▶ _Task to carry out_: Work through the data and say how many lines contain "displacement". The number alone is the answer.

(Supplied information)

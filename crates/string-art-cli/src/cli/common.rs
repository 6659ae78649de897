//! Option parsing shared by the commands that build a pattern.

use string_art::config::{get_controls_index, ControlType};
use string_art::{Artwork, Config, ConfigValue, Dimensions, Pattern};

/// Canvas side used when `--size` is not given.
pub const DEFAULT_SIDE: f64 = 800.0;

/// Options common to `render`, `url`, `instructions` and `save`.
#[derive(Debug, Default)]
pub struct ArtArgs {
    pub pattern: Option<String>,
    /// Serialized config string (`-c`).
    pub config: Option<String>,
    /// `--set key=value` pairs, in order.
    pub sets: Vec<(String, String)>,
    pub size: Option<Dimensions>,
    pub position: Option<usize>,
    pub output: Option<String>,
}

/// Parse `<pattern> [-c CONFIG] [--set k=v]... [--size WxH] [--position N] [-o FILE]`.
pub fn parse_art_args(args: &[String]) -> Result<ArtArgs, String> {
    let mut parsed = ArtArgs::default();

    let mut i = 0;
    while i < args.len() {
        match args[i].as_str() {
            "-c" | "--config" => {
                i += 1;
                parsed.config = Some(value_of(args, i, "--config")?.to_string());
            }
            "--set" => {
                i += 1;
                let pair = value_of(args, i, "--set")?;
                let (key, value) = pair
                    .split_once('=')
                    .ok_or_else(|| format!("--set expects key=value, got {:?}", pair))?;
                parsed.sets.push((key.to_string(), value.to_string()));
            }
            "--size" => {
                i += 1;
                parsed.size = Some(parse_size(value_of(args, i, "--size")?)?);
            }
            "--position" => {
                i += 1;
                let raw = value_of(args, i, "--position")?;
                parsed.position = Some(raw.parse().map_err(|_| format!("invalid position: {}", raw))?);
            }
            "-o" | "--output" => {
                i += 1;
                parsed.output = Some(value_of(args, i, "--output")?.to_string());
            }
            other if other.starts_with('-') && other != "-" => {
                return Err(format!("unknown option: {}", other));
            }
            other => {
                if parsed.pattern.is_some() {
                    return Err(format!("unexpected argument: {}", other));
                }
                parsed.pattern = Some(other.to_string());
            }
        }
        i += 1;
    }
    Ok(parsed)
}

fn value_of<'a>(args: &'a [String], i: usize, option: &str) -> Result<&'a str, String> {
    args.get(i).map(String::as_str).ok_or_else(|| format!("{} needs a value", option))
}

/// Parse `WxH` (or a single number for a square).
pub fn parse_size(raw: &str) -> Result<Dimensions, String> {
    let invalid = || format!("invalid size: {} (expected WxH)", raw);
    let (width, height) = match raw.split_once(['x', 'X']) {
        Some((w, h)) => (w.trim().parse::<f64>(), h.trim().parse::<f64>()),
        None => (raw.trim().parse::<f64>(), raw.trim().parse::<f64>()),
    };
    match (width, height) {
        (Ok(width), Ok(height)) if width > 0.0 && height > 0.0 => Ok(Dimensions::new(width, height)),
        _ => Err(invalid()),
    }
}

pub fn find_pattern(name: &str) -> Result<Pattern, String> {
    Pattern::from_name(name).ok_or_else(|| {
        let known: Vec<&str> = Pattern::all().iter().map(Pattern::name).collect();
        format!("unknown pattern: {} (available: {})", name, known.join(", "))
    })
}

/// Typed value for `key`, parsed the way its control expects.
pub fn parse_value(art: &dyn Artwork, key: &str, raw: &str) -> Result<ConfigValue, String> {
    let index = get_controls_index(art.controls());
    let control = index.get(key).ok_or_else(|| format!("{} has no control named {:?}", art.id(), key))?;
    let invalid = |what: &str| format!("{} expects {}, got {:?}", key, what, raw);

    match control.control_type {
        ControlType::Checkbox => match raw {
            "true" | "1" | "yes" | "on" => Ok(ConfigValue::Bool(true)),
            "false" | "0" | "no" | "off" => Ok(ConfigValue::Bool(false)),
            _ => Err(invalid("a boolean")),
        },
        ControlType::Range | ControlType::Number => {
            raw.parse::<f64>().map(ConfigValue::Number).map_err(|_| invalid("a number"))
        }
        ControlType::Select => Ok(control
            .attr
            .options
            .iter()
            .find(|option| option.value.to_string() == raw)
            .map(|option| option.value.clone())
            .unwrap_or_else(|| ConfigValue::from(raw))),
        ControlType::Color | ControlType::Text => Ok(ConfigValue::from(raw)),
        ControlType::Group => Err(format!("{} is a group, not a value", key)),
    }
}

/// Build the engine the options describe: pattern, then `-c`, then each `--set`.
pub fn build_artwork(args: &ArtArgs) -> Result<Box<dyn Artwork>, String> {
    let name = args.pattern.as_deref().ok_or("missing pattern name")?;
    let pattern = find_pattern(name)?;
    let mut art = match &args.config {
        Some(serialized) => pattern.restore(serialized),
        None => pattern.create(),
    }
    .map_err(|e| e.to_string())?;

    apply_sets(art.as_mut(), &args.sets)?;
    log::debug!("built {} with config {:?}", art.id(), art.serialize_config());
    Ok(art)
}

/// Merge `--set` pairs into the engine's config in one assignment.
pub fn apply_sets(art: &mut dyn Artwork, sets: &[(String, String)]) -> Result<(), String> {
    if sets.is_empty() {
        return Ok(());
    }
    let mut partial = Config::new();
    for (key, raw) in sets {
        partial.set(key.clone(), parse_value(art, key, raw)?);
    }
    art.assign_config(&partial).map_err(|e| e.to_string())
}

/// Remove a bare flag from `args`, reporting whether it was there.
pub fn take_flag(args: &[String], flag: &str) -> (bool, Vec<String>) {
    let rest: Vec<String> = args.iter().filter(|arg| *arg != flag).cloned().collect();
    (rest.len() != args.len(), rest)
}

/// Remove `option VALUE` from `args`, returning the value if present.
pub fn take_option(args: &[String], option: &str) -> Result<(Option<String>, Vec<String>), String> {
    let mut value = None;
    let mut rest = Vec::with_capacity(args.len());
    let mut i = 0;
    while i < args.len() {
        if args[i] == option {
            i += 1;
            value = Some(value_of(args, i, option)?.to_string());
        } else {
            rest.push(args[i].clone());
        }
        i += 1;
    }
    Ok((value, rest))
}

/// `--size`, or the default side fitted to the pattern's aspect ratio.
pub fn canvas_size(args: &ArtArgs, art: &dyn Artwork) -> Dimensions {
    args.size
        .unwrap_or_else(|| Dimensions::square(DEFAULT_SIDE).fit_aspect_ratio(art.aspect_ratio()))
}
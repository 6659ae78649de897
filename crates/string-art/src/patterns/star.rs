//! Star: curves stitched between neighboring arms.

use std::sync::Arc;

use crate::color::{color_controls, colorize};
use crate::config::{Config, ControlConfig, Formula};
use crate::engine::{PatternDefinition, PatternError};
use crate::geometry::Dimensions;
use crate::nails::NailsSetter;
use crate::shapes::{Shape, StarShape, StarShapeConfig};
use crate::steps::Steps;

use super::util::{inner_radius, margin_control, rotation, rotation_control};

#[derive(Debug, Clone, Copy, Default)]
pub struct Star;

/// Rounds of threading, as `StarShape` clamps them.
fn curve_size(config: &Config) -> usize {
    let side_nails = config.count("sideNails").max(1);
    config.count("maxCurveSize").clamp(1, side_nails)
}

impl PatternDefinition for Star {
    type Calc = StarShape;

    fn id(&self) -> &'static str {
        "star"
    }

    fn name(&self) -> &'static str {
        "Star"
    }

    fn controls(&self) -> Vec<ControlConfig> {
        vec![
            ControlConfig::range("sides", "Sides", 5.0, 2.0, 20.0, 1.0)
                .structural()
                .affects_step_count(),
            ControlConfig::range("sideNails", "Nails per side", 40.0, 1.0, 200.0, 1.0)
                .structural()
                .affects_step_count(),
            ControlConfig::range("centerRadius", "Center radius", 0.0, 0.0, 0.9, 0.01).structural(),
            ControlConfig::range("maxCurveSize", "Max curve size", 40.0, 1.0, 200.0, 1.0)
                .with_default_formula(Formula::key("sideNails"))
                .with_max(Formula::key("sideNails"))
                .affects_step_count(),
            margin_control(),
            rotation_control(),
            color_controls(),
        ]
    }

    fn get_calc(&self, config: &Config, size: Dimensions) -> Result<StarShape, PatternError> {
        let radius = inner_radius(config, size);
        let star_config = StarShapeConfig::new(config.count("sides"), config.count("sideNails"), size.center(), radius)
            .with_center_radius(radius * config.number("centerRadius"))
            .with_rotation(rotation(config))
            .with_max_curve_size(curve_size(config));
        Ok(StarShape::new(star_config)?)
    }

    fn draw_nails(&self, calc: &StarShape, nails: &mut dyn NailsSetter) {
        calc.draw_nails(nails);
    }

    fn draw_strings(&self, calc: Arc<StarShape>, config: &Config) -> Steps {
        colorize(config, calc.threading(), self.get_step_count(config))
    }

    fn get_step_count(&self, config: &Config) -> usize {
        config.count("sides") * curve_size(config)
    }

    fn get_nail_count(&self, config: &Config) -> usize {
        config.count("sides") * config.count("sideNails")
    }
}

(End Supplied information)
(Supplied information)

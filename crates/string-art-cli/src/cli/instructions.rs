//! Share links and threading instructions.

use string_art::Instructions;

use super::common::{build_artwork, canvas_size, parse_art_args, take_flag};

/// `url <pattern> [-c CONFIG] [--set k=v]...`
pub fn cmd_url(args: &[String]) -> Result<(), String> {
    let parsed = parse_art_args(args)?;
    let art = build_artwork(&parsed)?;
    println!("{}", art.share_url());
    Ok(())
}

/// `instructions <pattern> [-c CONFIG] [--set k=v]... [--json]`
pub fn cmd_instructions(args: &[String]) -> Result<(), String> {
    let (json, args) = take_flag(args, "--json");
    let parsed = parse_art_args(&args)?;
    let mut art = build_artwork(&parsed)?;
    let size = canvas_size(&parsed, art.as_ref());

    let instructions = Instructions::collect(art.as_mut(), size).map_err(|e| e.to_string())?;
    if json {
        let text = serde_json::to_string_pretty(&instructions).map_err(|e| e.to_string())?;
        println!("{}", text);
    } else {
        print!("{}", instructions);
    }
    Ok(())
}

(End Supplied information)
(Supplied information)

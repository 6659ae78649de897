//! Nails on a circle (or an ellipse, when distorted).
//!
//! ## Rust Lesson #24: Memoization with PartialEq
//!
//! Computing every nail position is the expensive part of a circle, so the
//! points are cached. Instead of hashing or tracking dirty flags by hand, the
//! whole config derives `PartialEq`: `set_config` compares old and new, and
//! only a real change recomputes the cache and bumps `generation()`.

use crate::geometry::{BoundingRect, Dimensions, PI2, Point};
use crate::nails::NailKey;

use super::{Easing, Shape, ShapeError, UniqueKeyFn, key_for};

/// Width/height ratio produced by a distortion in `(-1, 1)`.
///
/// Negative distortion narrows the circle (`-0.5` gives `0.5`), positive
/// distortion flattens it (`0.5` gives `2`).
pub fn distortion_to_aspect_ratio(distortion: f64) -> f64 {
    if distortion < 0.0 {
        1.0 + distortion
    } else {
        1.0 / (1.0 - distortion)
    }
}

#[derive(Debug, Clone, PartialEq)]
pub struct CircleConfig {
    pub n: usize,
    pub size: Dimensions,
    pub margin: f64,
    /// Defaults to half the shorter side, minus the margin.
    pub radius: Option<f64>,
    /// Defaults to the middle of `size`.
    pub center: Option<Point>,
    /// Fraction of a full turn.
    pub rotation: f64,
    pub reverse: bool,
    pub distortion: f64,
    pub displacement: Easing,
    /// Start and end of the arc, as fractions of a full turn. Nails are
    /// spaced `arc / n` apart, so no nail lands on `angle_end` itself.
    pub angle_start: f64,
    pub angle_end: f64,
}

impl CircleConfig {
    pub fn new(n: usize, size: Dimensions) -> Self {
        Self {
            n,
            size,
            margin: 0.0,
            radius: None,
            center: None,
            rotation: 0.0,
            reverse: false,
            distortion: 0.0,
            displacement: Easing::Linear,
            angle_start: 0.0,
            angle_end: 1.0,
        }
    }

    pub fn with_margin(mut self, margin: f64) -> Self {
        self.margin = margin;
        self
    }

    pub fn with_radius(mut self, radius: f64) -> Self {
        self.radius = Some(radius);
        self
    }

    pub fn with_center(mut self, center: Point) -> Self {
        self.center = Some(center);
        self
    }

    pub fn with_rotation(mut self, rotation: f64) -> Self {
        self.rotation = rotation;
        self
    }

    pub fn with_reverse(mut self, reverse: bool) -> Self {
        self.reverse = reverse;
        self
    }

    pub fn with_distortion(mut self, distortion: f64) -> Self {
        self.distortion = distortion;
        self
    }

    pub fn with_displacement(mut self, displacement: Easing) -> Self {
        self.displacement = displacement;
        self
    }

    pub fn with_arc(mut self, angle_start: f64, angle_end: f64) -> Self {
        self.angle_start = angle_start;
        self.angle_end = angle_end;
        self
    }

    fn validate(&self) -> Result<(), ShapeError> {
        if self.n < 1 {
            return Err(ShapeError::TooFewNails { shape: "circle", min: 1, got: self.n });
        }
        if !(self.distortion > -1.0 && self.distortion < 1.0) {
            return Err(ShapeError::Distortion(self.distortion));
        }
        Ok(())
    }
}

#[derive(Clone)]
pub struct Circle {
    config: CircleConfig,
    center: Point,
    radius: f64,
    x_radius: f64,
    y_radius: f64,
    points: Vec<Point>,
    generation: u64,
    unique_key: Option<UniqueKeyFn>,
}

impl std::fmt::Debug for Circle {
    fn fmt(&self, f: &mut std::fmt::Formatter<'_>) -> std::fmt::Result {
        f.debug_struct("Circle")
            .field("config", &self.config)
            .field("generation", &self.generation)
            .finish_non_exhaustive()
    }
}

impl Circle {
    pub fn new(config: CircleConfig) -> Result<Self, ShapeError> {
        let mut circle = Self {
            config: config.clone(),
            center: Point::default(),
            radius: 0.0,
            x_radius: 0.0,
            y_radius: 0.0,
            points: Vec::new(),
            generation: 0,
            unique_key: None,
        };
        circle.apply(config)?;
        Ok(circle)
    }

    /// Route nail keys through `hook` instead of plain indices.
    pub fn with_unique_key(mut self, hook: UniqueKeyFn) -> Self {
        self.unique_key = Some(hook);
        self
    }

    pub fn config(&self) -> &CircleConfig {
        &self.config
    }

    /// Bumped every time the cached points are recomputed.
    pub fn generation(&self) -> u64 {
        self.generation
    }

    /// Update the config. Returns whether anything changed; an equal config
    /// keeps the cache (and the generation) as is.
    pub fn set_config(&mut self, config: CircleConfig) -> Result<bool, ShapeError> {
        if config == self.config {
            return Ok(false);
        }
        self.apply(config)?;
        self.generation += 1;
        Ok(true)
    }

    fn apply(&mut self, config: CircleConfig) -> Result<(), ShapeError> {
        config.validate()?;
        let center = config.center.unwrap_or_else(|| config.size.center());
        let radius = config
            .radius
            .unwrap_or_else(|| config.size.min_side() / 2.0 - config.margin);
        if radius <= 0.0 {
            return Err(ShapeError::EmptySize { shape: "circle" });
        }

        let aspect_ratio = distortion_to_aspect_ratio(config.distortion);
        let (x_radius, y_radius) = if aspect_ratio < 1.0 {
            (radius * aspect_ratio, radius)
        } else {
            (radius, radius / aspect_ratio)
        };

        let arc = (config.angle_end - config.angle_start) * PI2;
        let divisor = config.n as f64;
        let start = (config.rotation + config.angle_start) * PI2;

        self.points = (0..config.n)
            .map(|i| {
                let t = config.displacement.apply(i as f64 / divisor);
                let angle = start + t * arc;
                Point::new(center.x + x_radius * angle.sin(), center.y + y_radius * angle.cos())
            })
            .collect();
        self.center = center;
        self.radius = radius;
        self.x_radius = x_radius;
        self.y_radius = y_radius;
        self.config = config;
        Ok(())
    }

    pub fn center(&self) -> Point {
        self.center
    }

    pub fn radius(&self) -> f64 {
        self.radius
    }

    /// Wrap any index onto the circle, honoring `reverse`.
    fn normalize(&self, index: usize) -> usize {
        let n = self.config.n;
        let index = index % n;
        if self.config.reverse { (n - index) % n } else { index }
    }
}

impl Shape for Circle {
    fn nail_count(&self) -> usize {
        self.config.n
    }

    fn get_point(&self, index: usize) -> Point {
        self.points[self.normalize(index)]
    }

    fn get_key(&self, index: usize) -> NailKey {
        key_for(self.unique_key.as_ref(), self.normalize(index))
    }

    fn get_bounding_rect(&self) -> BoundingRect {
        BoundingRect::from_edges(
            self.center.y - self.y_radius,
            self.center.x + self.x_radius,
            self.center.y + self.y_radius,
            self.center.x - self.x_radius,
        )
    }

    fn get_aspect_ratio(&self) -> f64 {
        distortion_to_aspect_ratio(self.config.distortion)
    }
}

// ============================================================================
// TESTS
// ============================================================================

(End Supplied information)

▶ _Exercise solution_: 5